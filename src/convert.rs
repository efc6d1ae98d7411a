//! Conversions between [`Value`] and the trees of JSON and TOML parsers.
//!
//! `serde_json` is built with `preserve_order`, so map keys keep the order of
//! the source document in both directions.

use crate::{Number, Value};

#[cfg(feature = "json")]
impl From<serde_json::Value> for Value {
    fn from(value: serde_json::Value) -> Self {
        use serde_json::Value as Json;
        match value {
            Json::Null => Value::Null,
            Json::Bool(b) => Value::from(b),
            Json::Number(n) => Value::from(Number::from(n)),
            Json::String(s) => Value::from(s),
            Json::Array(items) => items.into_iter().map(Value::from).collect(),
            Json::Object(obj) => obj.into_iter().map(|(k, v)| (k, Value::from(v))).collect(),
        }
    }
}

#[cfg(feature = "json")]
impl From<serde_json::Number> for Number {
    fn from(n: serde_json::Number) -> Self {
        if let Some(n) = n.as_u64() {
            Number::UInt(n)
        } else if let Some(n) = n.as_i64() {
            Number::Int(n)
        } else {
            // serde_json numbers are always representable as f64 without
            // arbitrary_precision
            Number::Float(n.as_f64().unwrap_or(f64::NAN))
        }
    }
}

#[cfg(feature = "json")]
impl From<Value> for serde_json::Value {
    fn from(value: Value) -> Self {
        From::from(&value)
    }
}

#[cfg(feature = "json")]
impl From<&Value> for serde_json::Value {
    fn from(value: &Value) -> Self {
        use crate::Scalar;
        use serde_json::Value as Json;
        match value {
            Value::Null => Json::Null,
            Value::Scalar(Scalar::Bool(b)) => Json::Bool(*b),
            Value::Scalar(Scalar::Number(Number::UInt(n))) => Json::from(*n),
            Value::Scalar(Scalar::Number(Number::Int(n))) => Json::from(*n),
            // non-finite floats have no JSON representation
            Value::Scalar(Scalar::Number(Number::Float(n))) => {
                serde_json::Number::from_f64(*n).map_or(Json::Null, Json::Number)
            }
            Value::Scalar(Scalar::String(s)) => Json::String(s.to_string()),
            Value::List(list) => Json::Array(list.iter().map(Json::from).collect()),
            Value::Map(map) => Json::Object(
                map.iter()
                    .map(|(k, v)| (k.clone(), Json::from(v)))
                    .collect(),
            ),
        }
    }
}

#[cfg(feature = "toml")]
impl From<toml::Value> for Value {
    fn from(value: toml::Value) -> Self {
        use toml::Value as Toml;
        match value {
            Toml::String(s) => Value::from(s),
            Toml::Integer(n) => Value::from(n),
            Toml::Float(n) => Value::from(n),
            Toml::Boolean(b) => Value::from(b),
            Toml::Datetime(dt) => Value::from(dt.to_string()),
            Toml::Array(items) => items.into_iter().map(Value::from).collect(),
            Toml::Table(table) => table
                .into_iter()
                .map(|(k, v)| (k, Value::from(v)))
                .collect(),
        }
    }
}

++++++++++++++++++++

- Task requirements
Transcribe every record above exactly as it appears.

- Expected answer
filename src/convert.rs
repository efc6d1ae98d7411a
//! Conversions between [`Value`] and the trees of JSON and TOML parsers.
//!
//! `serde_json` is built with `preserve_order`, so map keys keep the order of
//! the source document in both directions.

use crate::{Number, Value};

#[cfg(feature = "json")]
impl From<serde_json::Value> for Value {
    fn from(value: serde_json::Value) -> Self {
        use serde_json::Value as Json;
        match value {
            Json::Null => Value::Null,
            Json::Bool(b) => Value::from(b),
            Json::Number(n) => Value::from(Number::from(n)),
            Json::String(s) => Value::from(s),
            Json::Array(items) => items.into_iter().map(Value::from).collect(),
            Json::Object(obj) => obj.into_iter().map(|(k, v)| (k, Value::from(v))).collect(),
        }
    }
}

#[cfg(feature = "json")]
impl From<serde_json::Number> for Number {
    fn from(n: serde_json::Number) -> Self {
        if let Some(n) = n.as_u64() {
            Number::UInt(n)
        } else if let Some(n) = n.as_i64() {
            Number::Int(n)
        } else {
            // serde_json numbers are always representable as f64 without
            // arbitrary_precision
            Number::Float(n.as_f64().unwrap_or(f64::NAN))
        }
    }
}

#[cfg(feature = "json")]
impl From<Value> for serde_json::Value {
    fn from(value: Value) -> Self {
        From::from(&value)
    }
}

#[cfg(feature = "json")]
impl From<&Value> for serde_json::Value {
    fn from(value: &Value) -> Self {
        use crate::Scalar;
        use serde_json::Value as Json;
        match value {
            Value::Null => Json::Null,
            Value::Scalar(Scalar::Bool(b)) => Json::Bool(*b),
            Value::Scalar(Scalar::Number(Number::UInt(n))) => Json::from(*n),
            Value::Scalar(Scalar::Number(Number::Int(n))) => Json::from(*n),
            // non-finite floats have no JSON representation
            Value::Scalar(Scalar::Number(Number::Float(n))) => {
                serde_json::Number::from_f64(*n).map_or(Json::Null, Json::Number)
            }
            Value::Scalar(Scalar::String(s)) => Json::String(s.to_string()),
            Value::List(list) => Json::Array(list.iter().map(Json::from).collect()),
            Value::Map(map) => Json::Object(
                map.iter()
                    .map(|(k, v)| (k.clone(), Json::from(v)))
                    .collect(),
            ),
        }
    }
}

#[cfg(feature = "toml")]
impl From<toml::Value> for Value {
    fn from(value: toml::Value) -> Self {
        use toml::Value as Toml;
        match value {
            Toml::String(s) => Value::from(s),
            Toml::Integer(n) => Value::from(n),
            Toml::Float(n) => Value::from(n),
            Toml::Boolean(b) => Value::from(b),
            Toml::Datetime(dt) => Value::from(dt.to_string()),
            Toml::Array(items) => items.into_iter().map(Value::from).collect(),
            Toml::Table(table) => table
                .into_iter()
                .map(|(k, v)| (k, Value::from(v)))
                .collect(),
        }
    }
}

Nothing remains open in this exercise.